The building above, for example, is artificial in the sense that it did not come into being as a consequence of the processes of Nature, but it also (famously) intended to be thought of as a man-made object not unlike a machine. This learned intangible notion of “artificial” is overlaid on the tangible differences for the Colour, Pattern and Shape attributes – in other words, DETACH.
Whenever you see this trio of attributes acting to DETACH, you can be fairly certain you’re looking at a Modernist building. Irrespective of expediences of construction, the combination of Colour, Shape and Pattern to DETACH has proven to be a very resilient foundation for an architectural style.

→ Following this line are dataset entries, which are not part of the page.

//! Gemini Fallback
//!
//! Chooses the next model to try when an upstream Gemini model is unavailable:
//! - Ordered fallback chains with waterfall resolution
//! - A static catalog of known models for display
//! - An interactive editor that validates and persists the chain
//! - A JSON file store for the persisted configuration

pub mod cli;
pub mod config;
pub mod domain;
pub mod infrastructure;

pub use config::AppConfig;
pub use domain::{FallbackChain, FallbackConfig, FallbackDecision, has_fallback, next_fallback};
//! Domain layer - Core rules for fallback chains

pub mod chain;
pub mod editor;
pub mod error;
pub mod model;

pub use chain::{
    ConfigStore, DEFAULT_CHAIN, FallbackChain, FallbackConfig, FallbackDecision, has_fallback,
    next_fallback, resolve,
};
pub use editor::{ChainBuilder, ChainEditor, EditorOutcome, EditorState, MenuChoice, Prompter};
pub use error::DomainError;
pub use model::{ModelCatalog, ModelDescriptor, ModelTier};

#[cfg(test)]
pub use chain::MockConfigStore;
//! JSON file-backed configuration store

use std::io::ErrorKind;
use std::path::PathBuf;

use async_trait::async_trait;
use tokio::fs;
use tracing::debug;

use crate::domain::{ConfigStore, DomainError, FallbackConfig};

/// Stores the configuration as a single JSON document.
///
/// Writes go to a sibling `.tmp` file that is renamed over the target, so a
/// failed save never leaves a half-written file behind.
#[derive(Debug, Clone)]
pub struct JsonFileConfigStore {
    path: PathBuf,
}

impl JsonFileConfigStore {
    pub fn new(path: impl Into<PathBuf>) -> Self {
        Self { path: path.into() }
    }

    fn temp_path(&self) -> PathBuf {
        let mut name = self.path.file_name().unwrap_or_default().to_os_string();
        name.push(".tmp");
        self.path.with_file_name(name)
    }
}

#[async_trait]
impl ConfigStore for JsonFileConfigStore {
    async fn load(&self) -> Result<Option<FallbackConfig>, DomainError> {
        let content = match fs::read_to_string(&self.path).await {
            Ok(content) => content,
            Err(e) if e.kind() == ErrorKind::NotFound => {
                debug!(path = %self.path.display(), "No fallback configuration file");
                return Ok(None);
            }
            Err(e) => {
                return Err(DomainError::storage(format!(
                    "Failed to read {}: {}",
                    self.path.display(),
                    e
                )));
            }
        };

        let config: FallbackConfig = serde_json::from_str(&content).map_err(|e| {
            DomainError::storage(format!("Malformed {}: {}", self.path.display(), e))
        })?;

        if config.chain().is_empty() {
            return Err(DomainError::storage(format!(
                "{} contains an empty chain",
                self.path.display()
            )));
        }

        Ok(Some(config))
    }

    async fn save(&self, config: &FallbackConfig) -> Result<(), DomainError> {
        if config.chain().is_empty() {
            return Err(DomainError::validation(
                "Refusing to save a configuration with an empty chain",
            ));
        }

        let json = serde_json::to_string_pretty(config)
            .map_err(|e| DomainError::storage(format!("Failed to serialize config: {}", e)))?;

        if let Some(parent) = self.path.parent().filter(|p| !p.as_os_str().is_empty()) {
            fs::create_dir_all(parent).await.map_err(|e| {
                DomainError::storage(format!("Failed to create {}: {}", parent.display(), e))
            })?;
        }

        let temp_path = self.temp_path();
        let written = async {
            fs::write(&temp_path, format!("{}\n", json)).await?;
            fs::rename(&temp_path, &self.path).await
        }
        .await;

        if let Err(e) = written {
            let _ = fs::remove_file(&temp_path).await;
            return Err(DomainError::storage(format!(
                "Failed to write {}: {}",
                self.path.display(),
                e
            )));
        }

        debug!(path = %self.path.display(), "Wrote fallback configuration");
        Ok(())
    }
}

#[cfg(test)]
mod tests {
    use super::*;
    use crate::domain::FallbackChain;
    use tempfile::TempDir;
    use tokio_test::assert_ok;

    fn chain(ids: &[&str]) -> FallbackChain {
        ids.iter().copied().collect()
    }

    #[tokio::test]
    async fn test_missing_file_is_absent() {
        let dir = TempDir::new().unwrap();
        let store = JsonFileConfigStore::new(dir.path().join("missing.json"));

        assert_eq!(store.load().await.unwrap(), None);
    }

    #[tokio::test]
    async fn test_save_then_load() {
        let dir = TempDir::new().unwrap();
        let store = JsonFileConfigStore::new(dir.path().join("nested/dir/fallback.json"));
        let config = FallbackConfig::new(true, chain(&["b", "a", "b"]));

        assert_ok!(store.save(&config).await);

        assert_eq!(store.load().await.unwrap(), Some(config));
        assert!(!store.temp_path().exists());
    }

    #[tokio::test]
    async fn test_file_format() {
        let dir = TempDir::new().unwrap();
        let path = dir.path().join("fallback.json");
        let store = JsonFileConfigStore::new(&path);

        store
            .save(&FallbackConfig::new(false, chain(&["x"])))
            .await
            .unwrap();

        let raw: serde_json::Value =
            serde_json::from_str(&std::fs::read_to_string(&path).unwrap()).unwrap();
        assert_eq!(raw, serde_json::json!({"enabled": false, "chain": ["x"]}));
    }

    #[tokio::test]
    async fn test_save_overwrites_previous() {
        let dir = TempDir::new().unwrap();
        let store = JsonFileConfigStore::new(dir.path().join("fallback.json"));

        store
            .save(&FallbackConfig::new(false, chain(&["a"])))
            .await
            .unwrap();
        store
            .save(&FallbackConfig::new(true, chain(&["c", "d"])))
            .await
            .unwrap();

        let loaded = store.load().await.unwrap().unwrap();
        assert!(loaded.is_enabled());
        assert_eq!(loaded.chain(), &chain(&["c", "d"]));
    }

    #[tokio::test]
    async fn test_malformed_file_is_storage_error() {
        let dir = TempDir::new().unwrap();
        let path = dir.path().join("fallback.json");
        std::fs::write(&path, "{not json").unwrap();

        let result = JsonFileConfigStore::new(&path).load().await;
        assert!(matches!(result, Err(DomainError::Storage { .. })));
    }

    #[tokio::test]
    async fn test_wrong_shape_is_storage_error() {
        let dir = TempDir::new().unwrap();
        let path = dir.path().join("fallback.json");
        std::fs::write(&path, r#"{"enabled": "yes", "chain": "a"}"#).unwrap();

        let result = JsonFileConfigStore::new(&path).load().await;
        assert!(matches!(result, Err(DomainError::Storage { .. })));
    }

    #[tokio::test]
    async fn test_persisted_empty_chain_is_storage_error() {
        let dir = TempDir::new().unwrap();
        let path = dir.path().join("fallback.json");
        std::fs::write(&path, r#"{"enabled": true, "chain": []}"#).unwrap();

        let result = JsonFileConfigStore::new(&path).load().await;
        assert!(matches!(result, Err(DomainError::Storage { .. })));
    }

    #[tokio::test]
    async fn test_save_rejects_empty_chain() {
        let dir = TempDir::new().unwrap();
        let path = dir.path().join("fallback.json");
        let store = JsonFileConfigStore::new(&path);

        let result = store
            .save(&FallbackConfig::new(true, FallbackChain::default()))
            .await;

        assert!(matches!(result, Err(DomainError::Validation { .. })));
        assert!(!path.exists());
    }

    #[tokio::test]
    async fn test_save_into_unwritable_location_fails() {
        let dir = TempDir::new().unwrap();
        let blocker = dir.path().join("blocker");
        std::fs::write(&blocker, "file, not a directory").unwrap();

        let store = JsonFileConfigStore::new(blocker.join("fallback.json"));
        let result = store.save(&FallbackConfig::default()).await;

        assert!(matches!(result, Err(DomainError::Storage { .. })));
    }
}
//! Next command - shows the fallback decision for a failed model

use clap::Args;

use super::CliContext;
use crate::domain::{FallbackDecision, next_fallback};

/// Arguments for the next command
#[derive(Args, Clone)]
pub struct NextArgs {
    /// Model that just failed
    pub model: String,

    /// Resolve against the chain even when fallback is disabled
    #[arg(long)]
    pub ignore_disabled: bool,
}

pub async fn run(context: &CliContext, args: NextArgs) -> anyhow::Result<()> {
    let decision = decide(context, &args).await;

    println!("{}", describe(context, &args.model, &decision));
    Ok(())
}

async fn decide(context: &CliContext, args: &NextArgs) -> FallbackDecision {
    if args.ignore_disabled {
        let config = context.service.load().await;
        FallbackDecision::from_next(next_fallback(&args.model, config.chain()))
    } else {
        context.service.resolve(&args.model).await
    }
}

fn describe(context: &CliContext, model: &str, decision: &FallbackDecision) -> String {
    match decision {
        FallbackDecision::Disabled => "Fallback is disabled.".to_string(),
        FallbackDecision::Exhausted => format!("No fallback after {}: chain exhausted.", model),
        FallbackDecision::Next(next) => format!(
            "Next fallback after {}: {} ({})",
            model,
            context.catalog.display_name(next),
            next
        ),
    }
}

- Detach is when a characteristic of a building looks different from what’s around it and at the same time makes us think of it as different. This makes it seem even more different.
- Detach supplies the pedestrian with a redeeming intellectualism.
- Detach is a strong effect because the difference we think resonates with and amplifies the difference we see. It is a level of “depth”.
- Detach is confident, conclusive and satisfying.
- Detach is conceptually strengthened difference.
Modernism, as mentioned above, is an example of Consistency for which the three Surface attributes of Colour, Pattern and Shape all act in the same way – DETACH. Whether or not this is perceived depends upon the notional differences of artificiality being recognised. People who do not recognise that notional difference will see those three attributes as SEPARATE. This aesthetic framework accounts for differences of aesthetic opinion in this way.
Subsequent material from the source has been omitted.